# What is required
From the data below, return the exact lines starting at the line containing "fn expired_token_is_gone() ->" and ending at the line containing "assert_eq!(resp.status().as_u16(), 410);", both included, and nothing else.
======== Material provided ========
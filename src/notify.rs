//! Approval-email dispatch.
//!
//! The core only needs a boolean-ish outcome from delivery; losing the
//! ability to notify the approver must never block account creation, so
//! every caller downgrades [`DeliveryError`] to a reported warning.

use serde::{Deserialize, Serialize};

pub const DEFAULT_ENDPOINT: &str = "https://api.emailjs.com/api/v1.0/email/send";

#[derive(Debug, thiserror::Error)]
#[error("approval email delivery failed: {0}")]
pub struct DeliveryError(pub String);

#[derive(Clone, Debug, Serialize)]
pub struct ApprovalEmail {
    pub recipient: String,
    pub requester_name: String,
    pub requester_email: String,
    pub approve_url: String,
    pub reject_url: String,
}

pub trait Notifier {
    fn send_approval_request(&self, mail: &ApprovalEmail) -> Result<(), DeliveryError>;
}

#[derive(Clone, Debug, Serialize, Deserialize)]
pub struct NotifyConfig {
    #[serde(default = "default_endpoint")]
    pub endpoint: String,

    pub service_id: String,
    pub template_id: String,
    pub public_key: String,

    /// Fixed administrative address both approval URLs are mailed to.
    pub approver_email: String,
}

fn default_endpoint() -> String {
    DEFAULT_ENDPOINT.to_string()
}

/// Posts the transactional-mail JSON body the hosted template expects.
#[derive(Clone)]
pub struct HttpNotifier {
    client: reqwest::blocking::Client,
    config: NotifyConfig,
}

impl HttpNotifier {
    pub fn new(config: NotifyConfig) -> Result<Self, DeliveryError> {
        let client = reqwest::blocking::Client::builder()
            .user_agent("canteen")
            .build()
            .map_err(|e| DeliveryError(e.to_string()))?;
        Ok(Self { client, config })
    }
}

impl Notifier for HttpNotifier {
    fn send_approval_request(&self, mail: &ApprovalEmail) -> Result<(), DeliveryError> {
        let body = serde_json::json!({
            "service_id": self.config.service_id,
            "template_id": self.config.template_id,
            "user_id": self.config.public_key,
            "template_params": {
                "to_email": mail.recipient,
                "user_name": mail.requester_name,
                "user_email": mail.requester_email,
                "approve_url": mail.approve_url,
                "reject_url": mail.reject_url,
                "date": time::OffsetDateTime::now_utc().date().to_string(),
            },
        });

        self.client
            .post(&self.config.endpoint)
            .json(&body)
            .send()
            .map_err(|e| DeliveryError(e.to_string()))?
            .error_for_status()
            .map_err(|e| DeliveryError(e.to_string()))?;
        Ok(())
    }
}
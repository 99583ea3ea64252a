use serde::{Deserialize, Serialize};

/// Approval state of an account. `Pending` is the only initial state;
/// redemption moves a record to `Approved` or `Rejected` and the store
/// refuses any transition back to `Pending`.
#[derive(Clone, Copy, Debug, PartialEq, Eq, Serialize, Deserialize)]
#[serde(rename_all = "lowercase")]
pub enum AccountStatus {
    Pending,
    Approved,
    Rejected,
}

impl AccountStatus {
    pub fn as_str(self) -> &'static str {
        match self {
            AccountStatus::Pending => "pending",
            AccountStatus::Approved => "approved",
            AccountStatus::Rejected => "rejected",
        }
    }
}

impl std::fmt::Display for AccountStatus {
    fn fmt(&self, f: &mut std::fmt::Formatter<'_>) -> std::fmt::Result {
        f.write_str(self.as_str())
    }
}

#[derive(Clone, Debug, Serialize, Deserialize)]
pub struct AccountRecord {
    pub id: i64,

    /// Unique, stored trimmed and lowercased.
    pub email: String,

    /// Stored as given. This tool trusts its single local operator;
    /// hashing credentials is explicitly out of scope.
    pub secret: String,

    pub name: String,
    pub status: AccountStatus,
    pub created_at: String,
}

#[derive(Clone, Debug, Serialize, Deserialize)]
pub struct Organization {
    pub id: i64,
    pub name: String,
    pub contact_person: String,
    pub email: String,
    pub created_at: String,
    pub account_id: i64,
}

#[derive(Clone, Debug, Serialize, Deserialize)]
pub struct FoodOrder {
    pub id: i64,
    pub organization_id: i64,
    pub people_served: u32,
    pub food_items: Vec<String>,
    pub total_cost: f64,
    pub order_date: String,
    pub account_id: i64,
}

#[derive(Clone, Copy, Debug, PartialEq, Eq, Serialize, Deserialize)]
#[serde(rename_all = "lowercase")]
pub enum InvoiceStatus {
    Paid,
    Pending,
}

impl std::fmt::Display for InvoiceStatus {
    fn fmt(&self, f: &mut std::fmt::Formatter<'_>) -> std::fmt::Result {
        f.write_str(match self {
            InvoiceStatus::Paid => "paid",
            InvoiceStatus::Pending => "pending",
        })
    }
}

#[derive(Clone, Debug, Serialize, Deserialize)]
pub struct Invoice {
    pub id: i64,
    pub organization_id: i64,
    pub order_id: i64,
    pub amount: f64,
    pub status: InvoiceStatus,
    pub created_at: String,
    pub account_id: i64,
}

#[derive(Clone, Debug, Serialize, Deserialize)]
pub struct Expense {
    pub id: i64,
    pub description: String,
    pub amount: f64,
    pub category: String,
    pub date: String,
    pub account_id: i64,
}
mod common;

use anyhow::Result;

fn signup(
    client: &reqwest::blocking::Client,
    base_url: &str,
    email: &str,
    password: &str,
    name: &str,
) -> Result<reqwest::blocking::Response> {
    Ok(client
        .post(format!("{}/signup", base_url))
        .json(&serde_json::json!({
            "email": email,
            "password": password,
            "name": name,
        }))
        .send()?)
}

fn login(
    client: &reqwest::blocking::Client,
    base_url: &str,
    email: &str,
    password: &str,
) -> Result<reqwest::blocking::Response> {
    Ok(client
        .post(format!("{}/login", base_url))
        .json(&serde_json::json!({
            "email": email,
            "password": password,
        }))
        .send()?)
}

#[test]
fn signup_approve_login_over_http() -> Result<()> {
    let server = common::spawn_server()?;
    let client = reqwest::blocking::Client::new();

    let resp = signup(&client, &server.base_url, "ada@example.com", "pw", "Ada")?;
    assert!(resp.status().is_success());
    let body: serde_json::Value = resp.json()?;
    assert_eq!(body["status"], "pending");
    assert_eq!(body["delivery"], "skipped");

    // Approval pending, login forbidden.
    let resp = login(&client, &server.base_url, "ada@example.com", "pw")?;
    assert_eq!(resp.status().as_u16(), 403);

    let approve_url = body["approve_url"].as_str().unwrap();
    let resp = client.get(approve_url).send()?;
    assert!(resp.status().is_success());
    let body: serde_json::Value = resp.json()?;
    assert_eq!(body["status"], "approved");

    let resp = login(&client, &server.base_url, "ada@example.com", "pw")?;
    assert!(resp.status().is_success());
    let body: serde_json::Value = resp.json()?;
    assert_eq!(body["email"], "ada@example.com");
    assert_eq!(body["name"], "Ada");
    Ok(())
}

#[test]
fn rejection_over_http_blocks_login() -> Result<()> {
    let server = common::spawn_server()?;
    let client = reqwest::blocking::Client::new();

    let resp = signup(&client, &server.base_url, "bob@example.com", "pw", "Bob")?;
    let body: serde_json::Value = resp.json()?;

    let reject_url = body["reject_url"].as_str().unwrap();
    let resp = client.get(reject_url).send()?;
    assert!(resp.status().is_success());
    let body: serde_json::Value = resp.json()?;
    assert_eq!(body["status"], "rejected");

    let resp = login(&client, &server.base_url, "bob@example.com", "pw")?;
    assert_eq!(resp.status().as_u16(), 403);
    Ok(())
}

#[test]
fn malformed_token_is_a_bad_request() -> Result<()> {
    let server = common::spawn_server()?;
    let client = reqwest::blocking::Client::new();

    let resp = client
        .get(format!("{}/approve/not!a!token", server.base_url))
        .send()?;
    assert_eq!(resp.status().as_u16(), 400);

    // Decodes, but carries the wrong payload shape.
    let resp = client
        .get(format!("{}/reject/aGVsbG8", server.base_url))
        .send()?;
    assert_eq!(resp.status().as_u16(), 400);
    Ok(())
}

#[test]
fn expired_token_is_gone() -> Result<()> {
    let server = common::spawn_server()?;
    let client = reqwest::blocking::Client::new();

    let resp = signup(&client, &server.base_url, "ada@example.com", "pw", "Ada")?;
    let body: serde_json::Value = resp.json()?;
    let id = body["id"].as_i64().unwrap();

    // Same shape the server mints, aged one millisecond past the limit.
    let payload = serde_json::json!({
        "account_id": id,
        "email": "ada@example.com",
        "issued_at_ms": canteen::store::now_ms() - canteen::approval::TOKEN_TTL_MS - 1,
    });
    let token = canteen::token::encode(&payload.to_string());

    let resp = client
        .get(format!("{}/approve/{}", server.base_url, token))
        .send()?;
    assert_eq!(resp.status().as_u16(), 410);

    // Expiry wrote nothing; the freshly-issued link still redeems.
    let approve_url = body["approve_url"].as_str().unwrap();
    let resp = client.get(approve_url).send()?;
    assert!(resp.status().is_success());
    let body: serde_json::Value = resp.json()?;
    assert_eq!(body["status"], "approved");
    Ok(())
}

#[test]
fn token_for_an_unknown_account_is_not_found() -> Result<()> {
    let server = common::spawn_server()?;
    let client = reqwest::blocking::Client::new();

    let payload = serde_json::json!({
        "account_id": 42,
        "email": "ghost@example.com",
        "issued_at_ms": canteen::store::now_ms(),
    });
    let token = canteen::token::encode(&payload.to_string());

    let resp = client
        .get(format!("{}/approve/{}", server.base_url, token))
        .send()?;
    assert_eq!(resp.status().as_u16(), 404);
    Ok(())
}

#[test]
fn duplicate_signup_conflicts() -> Result<()> {
    let server = common::spawn_server()?;
    let client = reqwest::blocking::Client::new();

    let resp = signup(&client, &server.base_url, "ada@example.com", "pw", "Ada")?;
    assert!(resp.status().is_success());

    let resp = signup(&client, &server.base_url, "ADA@example.com", "pw", "Ada")?;
    assert_eq!(resp.status().as_u16(), 409);
    Ok(())
}

#[test]
fn wrong_password_is_unauthorized() -> Result<()> {
    let server = common::spawn_server()?;
    let client = reqwest::blocking::Client::new();

    let resp = signup(&client, &server.base_url, "ada@example.com", "pw", "Ada")?;
    let body: serde_json::Value = resp.json()?;
    let approve_url = body["approve_url"].as_str().unwrap();
    client.get(approve_url).send()?;

    let resp = login(&client, &server.base_url, "ada@example.com", "nope")?;
    assert_eq!(resp.status().as_u16(), 401);

    let resp = login(&client, &server.base_url, "nobody@example.com", "pw")?;
    assert_eq!(resp.status().as_u16(), 404);
    Ok(())
}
========
# Response to this task
fn expired_token_is_gone() -> Result<()> {
    let server = common::spawn_server()?;
    let client = reqwest::blocking::Client::new();

    let resp = signup(&client, &server.base_url, "ada@example.com", "pw", "Ada")?;
    let body: serde_json::Value = resp.json()?;
    let id = body["id"].as_i64().unwrap();

    // Same shape the server mints, aged one millisecond past the limit.
    let payload = serde_json::json!({
        "account_id": id,
        "email": "ada@example.com",
        "issued_at_ms": canteen::store::now_ms() - canteen::approval::TOKEN_TTL_MS - 1,
    });
    let token = canteen::token::encode(&payload.to_string());

    let resp = client
        .get(format!("{}/approve/{}", server.base_url, token))
        .send()?;
    assert_eq!(resp.status().as_u16(), 410);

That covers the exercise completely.